Rabbi Abraham Joshua Heschel, one of our eras most prophetic voices, says, “While Judaism has many beautiful symbols, there is only one symbol that represents God, and that is each person. Thus more important than to have a symbol is to be a symbol. And every person can consider himself or herself a symbol of God. This is our challenge: to live in a way compatible with being a symbol of God, to walk in God’s ways, to remember who we are and Whom we represent, and to remember our role as partners with God in working to redeem the world.”

Just yesterday morning, while attending this month’s HUBB Meeting, David McBride, Ghent Campus Pastor and Social Media Director of New Life Church, brought two Christian Scriptures; and guess what I learned? Christianity has much to say about what it means to manifest God in the world, to walk in God’s ways, too. And its similarity to Jewish teaching is profound.

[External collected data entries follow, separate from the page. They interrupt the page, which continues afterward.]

//! # Entities
//!
//! Runtime records for the player and the enemies that spawners produce.
//!
//! The engine core only tracks stats and timers; movement and combat
//! resolution live in the host runtime. [`Entity::tick`] advances the timers
//! and reports the action an enemy wants to take this frame, if any.

use crate::game::{Position, TileType};
use serde::{Deserialize, Serialize};
use uuid::Uuid;

/// Unique identifier for entities.
pub type EntityId = Uuid;

/// Creates a new unique entity ID.
pub fn new_entity_id() -> EntityId {
    Uuid::new_v4()
}

/// Seconds between shield points once regeneration has kicked in.
const SHIELD_REGEN_INTERVAL: f32 = 0.5;

/// Seconds an entity must wait between portal jumps.
const TELEPORT_COOLDOWN: f32 = 1.0;

/// What an entity is, plus its kind-specific state.
#[derive(Debug, Clone, PartialEq, Serialize, Deserialize)]
pub enum EntityKind {
    Player,
    /// Ranged enemy firing on a fixed cadence.
    Fighter { shoot_cooldown: f32, shoot_timer: f32 },
    /// Support enemy that rallies nearby fighters; no timers of its own.
    Flagman,
    /// Melee enemy that detonates when the player gets close.
    Suicider { trigger_radius: f32 },
    /// Enemy that charges up, then detonates in place.
    Bomber {
        charge_time: f32,
        charge_timer: f32,
        charging: bool,
    },
}

/// An action an entity wants resolved by the host runtime.
#[derive(Debug, Clone, Copy, PartialEq, Eq)]
pub enum EntityAction {
    Shoot,
    Detonate,
}

/// A live entity: the player or one enemy.
#[derive(Debug, Clone, Serialize, Deserialize)]
pub struct Entity {
    pub id: EntityId,
    pub kind: EntityKind,
    pub position: Position,
    pub hp: i32,
    pub max_hp: i32,
    pub shield: i32,
    pub max_shield: i32,
    /// Seconds without damage before the shield starts regenerating.
    pub shield_regen_delay: f32,
    /// Tiles per second.
    pub max_speed: f32,
    regen_timer: f32,
    teleport_timer: f32,
}

impl Entity {
    fn new(
        kind: EntityKind,
        position: Position,
        max_hp: i32,
        max_shield: i32,
        shield_regen_delay: f32,
        max_speed: f32,
    ) -> Self {
        Self {
            id: new_entity_id(),
            kind,
            position,
            hp: max_hp,
            max_hp,
            shield: max_shield,
            max_shield,
            shield_regen_delay,
            max_speed,
            regen_timer: 0.0,
            teleport_timer: 0.0,
        }
    }

    /// The player, at full health and shield.
    pub fn player(position: Position) -> Self {
        Self::new(EntityKind::Player, position, 100, 50, 3.0, 6.0)
    }

    /// The enemy an enemy tile stands for, or `None` for non-enemy tiles.
    pub fn from_tile(tile: TileType, position: Position) -> Option<Self> {
        Some(match tile {
            TileType::EnemyFighter => Self::new(
                EntityKind::Fighter {
                    shoot_cooldown: 1.5,
                    shoot_timer: 1.5,
                },
                position,
                30,
                0,
                0.0,
                4.0,
            ),
            TileType::EnemyFlagman => Self::new(EntityKind::Flagman, position, 20, 20, 5.0, 3.0),
            TileType::EnemySuicider => Self::new(
                EntityKind::Suicider { trigger_radius: 3.0 },
                position,
                15,
                0,
                0.0,
                7.0,
            ),
            TileType::EnemyBomber => Self::new(
                EntityKind::Bomber {
                    charge_time: 2.0,
                    charge_timer: 0.0,
                    charging: false,
                },
                position,
                40,
                0,
                0.0,
                2.5,
            ),
            _ => return None,
        })
    }

    pub fn is_alive(&self) -> bool {
        self.hp > 0
    }

    /// Advances timers by `dt` seconds and reports a pending action.
    pub fn tick(&mut self, dt: f32) -> Option<EntityAction> {
        self.teleport_timer = (self.teleport_timer - dt).max(0.0);

        if self.shield < self.max_shield {
            self.regen_timer += dt;
            while self.regen_timer >= self.shield_regen_delay + SHIELD_REGEN_INTERVAL
                && self.shield < self.max_shield
            {
                self.shield += 1;
                self.regen_timer -= SHIELD_REGEN_INTERVAL;
            }
        }

        match &mut self.kind {
            EntityKind::Fighter {
                shoot_cooldown,
                shoot_timer,
            } => {
                *shoot_timer -= dt;
                if *shoot_timer <= 0.0 {
                    *shoot_timer = *shoot_cooldown;
                    return Some(EntityAction::Shoot);
                }
            }
            EntityKind::Bomber {
                charge_timer,
                charging,
                ..
            } => {
                if *charging {
                    *charge_timer -= dt;
                    if *charge_timer <= 0.0 {
                        *charging = false;
                        return Some(EntityAction::Detonate);
                    }
                }
            }
            _ => {}
        }
        None
    }

    /// Applies damage, shield first, and restarts the regeneration delay.
    pub fn take_hit(&mut self, damage: i32) {
        self.regen_timer = 0.0;
        let absorbed = damage.min(self.shield);
        self.shield -= absorbed;
        self.hp -= damage - absorbed;
    }

    /// Starts a bomber's detonation charge. No-op for other kinds or while
    /// already charging.
    pub fn start_charge(&mut self) {
        if let EntityKind::Bomber {
            charge_time,
            charge_timer,
            charging,
        } = &mut self.kind
        {
            if !*charging {
                *charge_timer = *charge_time;
                *charging = true;
            }
        }
    }

    /// Whether a suicider at its current position would trigger on `target`.
    pub fn should_trigger(&self, target: Position) -> bool {
        match self.kind {
            EntityKind::Suicider { trigger_radius } => {
                self.position.euclidean_distance(target) <= trigger_radius as f64
            }
            _ => false,
        }
    }

    /// Jumps to `dest` if the teleport cooldown has elapsed.
    pub fn teleport(&mut self, dest: Position) -> bool {
        if self.teleport_timer > 0.0 {
            return false;
        }
        self.position = dest;
        self.teleport_timer = TELEPORT_COOLDOWN;
        true
    }
}
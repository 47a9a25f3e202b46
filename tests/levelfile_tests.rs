//! Integration tests for the binary level-file format.

use cavern::config::{MIN_HEIGHT, MIN_WIDTH};
use cavern::{
    load_level_file, read_level_file, write_level_file, CaveGenerator, FileReaderGenerator,
    GenerationConfig, Level, TileType,
};
use std::fs;

#[test]
fn generated_level_survives_a_save_and_load() {
    let mut gen = CaveGenerator::new(40, 40, GenerationConfig::for_testing(8));
    let level = Level::new(&mut gen, 2).unwrap();

    let dir = tempfile::tempdir().unwrap();
    let path = dir.path().join("cave.lvl");
    write_level_file(&path, &level.grid).unwrap();

    let loaded = load_level_file(&path).unwrap();
    assert_eq!(loaded, level.grid);
}

#[test]
fn saved_level_replays_through_the_file_generator() {
    let mut gen = CaveGenerator::new(40, 40, GenerationConfig::for_testing(9));
    let level = Level::new(&mut gen, 0).unwrap();

    let dir = tempfile::tempdir().unwrap();
    let path = dir.path().join("cave.lvl");
    write_level_file(&path, &level.grid).unwrap();

    let mut reader = FileReaderGenerator::new(&path);
    let replayed = Level::new(&mut reader, 0).unwrap();

    // Markers were normalized before saving, so the reader stamps fresh ones;
    // terrain and ore must match exactly.
    assert_eq!(replayed.grid.count(TileType::Wall), level.grid.count(TileType::Wall));
    assert_eq!(
        replayed.grid.count(TileType::GoldOre),
        level.grid.count(TileType::GoldOre)
    );
    assert_eq!(replayed.grid.width(), level.grid.width());
}

#[test]
fn garbage_file_falls_back_to_minimal_grid() {
    let dir = tempfile::tempdir().unwrap();
    let path = dir.path().join("garbage.lvl");
    fs::write(&path, b"this is not a level file").unwrap();

    assert!(load_level_file(&path).is_err());

    let grid = read_level_file(&path);
    assert_eq!(grid.width(), MIN_WIDTH);
    assert_eq!(grid.height(), MIN_HEIGHT);
    assert_eq!(grid.count(TileType::Floor), MIN_WIDTH * MIN_HEIGHT);
}
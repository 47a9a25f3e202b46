//! # Cave Generator
//!
//! The primary level generator: a seeded cellular automaton smooths random
//! noise into organic cave shapes, connectivity repair joins the caves into a
//! single region, and feature placement scatters the start, exit, ore veins,
//! and enemy spawners.
//!
//! The requested playable size is padded on every side by
//! [`crate::config::BORDER_SIZE`] tiles of solid wall, so the camera never
//! sees past the level edge.

use crate::config::{BORDER_SIZE, MIN_HEIGHT, MIN_WIDTH};
use crate::game::{Grid, Position, TileType};
use crate::generation::rooms::connect_all_rooms;
use crate::generation::{utils, GenerationConfig, MapGenerator, OreSpec, SpawnerSpec};
use crate::{CavernError, CavernResult};
use log::{debug, info, warn};
use rand::rngs::StdRng;
use rand::Rng;

/// Cellular-automaton cave generator.
///
/// # Examples
///
/// ```
/// use cavern::{CaveGenerator, GenerationConfig, MapGenerator};
///
/// let config = GenerationConfig::new(42);
/// let mut gen = CaveGenerator::new(100, 100, config);
/// let grid = gen.generate_base_layout().unwrap();
/// assert_eq!(grid.width(), 160); // requested size plus the sealed border
/// ```
pub struct CaveGenerator {
    width: usize,
    height: usize,
    config: GenerationConfig,
    rng: StdRng,
    player_start: Option<Position>,
}

impl CaveGenerator {
    /// Creates a generator for the given playable size.
    ///
    /// The stored dimensions include the sealed border and never fall below
    /// the engine minimums.
    pub fn new(width: usize, height: usize, config: GenerationConfig) -> Self {
        let rng = utils::create_rng(&config);
        Self {
            width: (width + 2 * BORDER_SIZE).max(MIN_WIDTH),
            height: (height + 2 * BORDER_SIZE).max(MIN_HEIGHT),
            config,
            rng,
            player_start: None,
        }
    }

    /// Fills the grid with noise: solid wall in the border region, wall at
    /// `init_rate` inside.
    fn seed_noise(&mut self) -> Grid {
        let mut grid = Grid::new(self.width, self.height, TileType::Wall);
        for y in BORDER_SIZE..self.height - BORDER_SIZE {
            for x in BORDER_SIZE..self.width - BORDER_SIZE {
                if self.rng.gen::<f64>() >= self.config.init_rate {
                    let _ = grid.set(Position::new(x as i32, y as i32), TileType::Floor);
                }
            }
        }
        grid
    }

    /// Runs one smoothing pass into a fresh grid.
    ///
    /// The outer 2-tile margin is copied unchanged so the neighbor window
    /// never leaves the grid. A wall survives with at least `death_limit`
    /// wall neighbors; a floor becomes wall with more than `birth_limit`.
    fn smooth(&self, grid: &Grid) -> Grid {
        let mut next = grid.clone();
        for y in 2..self.height as i32 - 2 {
            for x in 2..self.width as i32 - 2 {
                let pos = Position::new(x, y);
                let walls = count_wall_neighbors(grid, pos);
                let tile = match grid.get(pos) {
                    Some(TileType::Wall) if walls >= self.config.death_limit => TileType::Wall,
                    Some(TileType::Wall) => TileType::Floor,
                    Some(TileType::Floor) if walls > self.config.birth_limit => TileType::Wall,
                    Some(other) => other,
                    None => continue,
                };
                let _ = next.set(pos, tile);
            }
        }
        next
    }

    /// Scans the grid from a corner for a start or exit tile.
    ///
    /// The scan walks columns left to right (optionally mirrored) and rows
    /// top to bottom (optionally mirrored). The first pass accepts each
    /// floor tile with probability `spawn_chance`, so the chosen tile sits
    /// near, but not exactly at, the corner. A second pass settles for the
    /// first floor tile. No floor at all is a generation failure.
    fn select_position(
        &mut self,
        grid: &mut Grid,
        mirror_x: bool,
        mirror_y: bool,
        marker: TileType,
    ) -> CavernResult<Position> {
        let width = grid.width() as i32;
        let height = grid.height() as i32;
        let at = |j: i32, i: i32| {
            Position::new(
                if mirror_x { width - 1 - j } else { j },
                if mirror_y { height - 1 - i } else { i },
            )
        };

        for j in 0..width {
            for i in 0..height {
                let pos = at(j, i);
                if grid.get(pos) == Some(TileType::Floor)
                    && self.rng.gen::<f64>() < self.config.spawn_chance
                {
                    grid.set(pos, marker)?;
                    return Ok(pos);
                }
            }
        }

        for j in 0..width {
            for i in 0..height {
                let pos = at(j, i);
                if grid.get(pos) == Some(TileType::Floor) {
                    grid.set(pos, marker)?;
                    return Ok(pos);
                }
            }
        }

        Err(CavernError::GenerationFailed(
            "no floor tile available for placement".to_string(),
        ))
    }

    /// Finds every dead end reachable from the player start, shuffled.
    ///
    /// A breadth-first sweep marks visited passable tiles; a tile is a dead
    /// end when it expands nothing new and its whole 5x5 neighborhood is
    /// either wall or already swept.
    fn find_dead_ends(&mut self, grid: &Grid, start: Position) -> Vec<Position> {
        let width = grid.width();
        let height = grid.height();
        // 2 = wall, 1 = swept, 0 = untouched.
        let mut buffer = vec![vec![0u8; width]; height];
        for pos in grid.positions() {
            if grid.get(pos) == Some(TileType::Wall) {
                buffer[pos.y as usize][pos.x as usize] = 2;
            }
        }

        let mut dead_ends = Vec::new();
        let mut queue = std::collections::VecDeque::new();
        buffer[start.y as usize][start.x as usize] = 1;
        queue.push_back(start);

        while let Some(pos) = queue.pop_front() {
            let mut expanded = false;
            for next in pos.orthogonal_neighbors() {
                if !grid.in_bounds(next) || buffer[next.y as usize][next.x as usize] != 0 {
                    continue;
                }
                buffer[next.y as usize][next.x as usize] = 1;
                queue.push_back(next);
                expanded = true;
            }

            if !expanded && neighborhood_is_exhausted(&buffer, pos, width, height) {
                dead_ends.push(pos);
            }
        }

        // Fisher-Yates so ore seeds spread over all dead ends.
        for i in (1..dead_ends.len()).rev() {
            let j = self.rng.gen_range(0..=i);
            dead_ends.swap(i, j);
        }
        dead_ends
    }

    /// Grows one ore vein outward from `pos` along orthogonal floor tiles.
    fn grow_vein(
        &mut self,
        grid: &mut Grid,
        pos: Position,
        spec: &OreSpec,
        vein_size: &mut u32,
        vein_max: u32,
    ) {
        let _ = grid.set(pos, spec.tile);
        *vein_size += 1;

        for next in pos.orthogonal_neighbors() {
            if *vein_size >= vein_max {
                return;
            }
            if grid.get(next) == Some(TileType::Floor)
                && self.rng.gen::<f64>() < spec.chunk_chance
            {
                self.grow_vein(grid, next, spec, vein_size, vein_max);
            }
        }
    }

    /// Picks a rejection-sampled vein seed: an interior floor tile with at
    /// least 3 wall tiles among its 8 neighbors.
    fn sample_vein_seed(&mut self, grid: &Grid) -> Option<Position> {
        for _ in 0..self.config.max_ore_attempts {
            let x = self
                .rng
                .gen_range(BORDER_SIZE as i32..(grid.width() - BORDER_SIZE) as i32);
            let y = self
                .rng
                .gen_range(BORDER_SIZE as i32..(grid.height() - BORDER_SIZE) as i32);
            let pos = Position::new(x, y);
            if grid.get(pos) != Some(TileType::Floor) {
                continue;
            }
            let walls = (0..8)
                .filter(|&step| grid.get(pos.neighbor(step)) == Some(TileType::Wall))
                .count();
            if walls >= 3 {
                return Some(pos);
            }
        }
        None
    }
}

In the Gospel of Matthew, Jesus says: For I was hungry, and you gave Me something to eat; I was thirsty, and you gave Me something to drink; I was a stranger, and you invited Me in; naked, and you clothed Me; I was sick, and you visited Me; I was in prison, and you came to Me.’

Then the righteous will answer Him, ‘Lord, when did we see You hungry, and feed You; or thirsty, and give You something to drink?  And when did we see You a stranger, and invite You in; or naked, and clothe You?  When did we see You sick, or in prison, and come to You?’

The King will answer and say to them, ‘Truly I say to you, to the extent that you did it to one of these brothers of Mine, even the least of them, you did it to Me.’

And John [13:34-35] adds:  A new commandment I give to you, that you love one another, even as I have loved you, that you also love one another.  By this all men will know that you are My disciples, if you have love for one another.”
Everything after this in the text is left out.